# Your task
Wherever the word "async" occurs in the listing, copy the whole line.

*** Opening of Listed records ***

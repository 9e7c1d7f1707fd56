use std::future::Future;
use std::pin::Pin;
use std::time::Duration;
use tokio::time::Instant;

pub type Sleep = Pin<Box<dyn Future<Output = ()> + Send>>;

// tokio Instants, so a paused runtime drives every component
pub trait Clock: Send + Sync + 'static {
    fn now(&self) -> Instant;

    fn sleep(&self, duration: Duration) -> Sleep;
}

#[derive(Debug, Clone, Copy, Default)]
pub struct TokioClock;

impl Clock for TokioClock {
    fn now(&self) -> Instant {
        Instant::now()
    }

    fn sleep(&self, duration: Duration) -> Sleep {
        Box::pin(tokio::time::sleep(duration))
    }
}
use axum::{Json, extract::State};
use std::sync::Arc;
use std::time::Instant;

use crate::cache::make_cache_key;
use crate::error::GovernorError;
use crate::metrics::{REQUEST_LATENCY, REQUEST_TOTAL};
use crate::models::{QueryRequest, UpstreamResponse};
use crate::state::AppState;

pub async fn query_handler(
    State(state): State<Arc<AppState>>,
    Json(payload): Json<QueryRequest>,
) -> Result<Json<UpstreamResponse>, GovernorError> {
    REQUEST_TOTAL.inc();
    let start_time = Instant::now();

    let QueryRequest {
        key,
        query,
        variables,
        options,
    } = payload;
    let key = key.unwrap_or_else(|| make_cache_key(&query, variables.as_ref()));

    let upstream = state.upstream.clone();
    let operation = move || {
        let upstream = upstream.clone();
        let query = query.clone();
        let variables = variables.clone();
        async move { upstream.query(&query, variables.as_ref()).await }
    };

    // The batch keeps running if the caller gives up waiting
    let result = tokio::time::timeout(
        state.max_waiting_time,
        state.governor.add(key, operation, options),
    )
    .await
    .map_err(|_| GovernorError::WaitExceeded(state.max_waiting_time))?;

    REQUEST_LATENCY.observe(start_time.elapsed().as_secs_f64());

    result.map(Json)
}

*** Close of Listed records ***

# Problem solution
pub async fn query_handler(
        async move { upstream.query(&query, variables.as_ref()).await }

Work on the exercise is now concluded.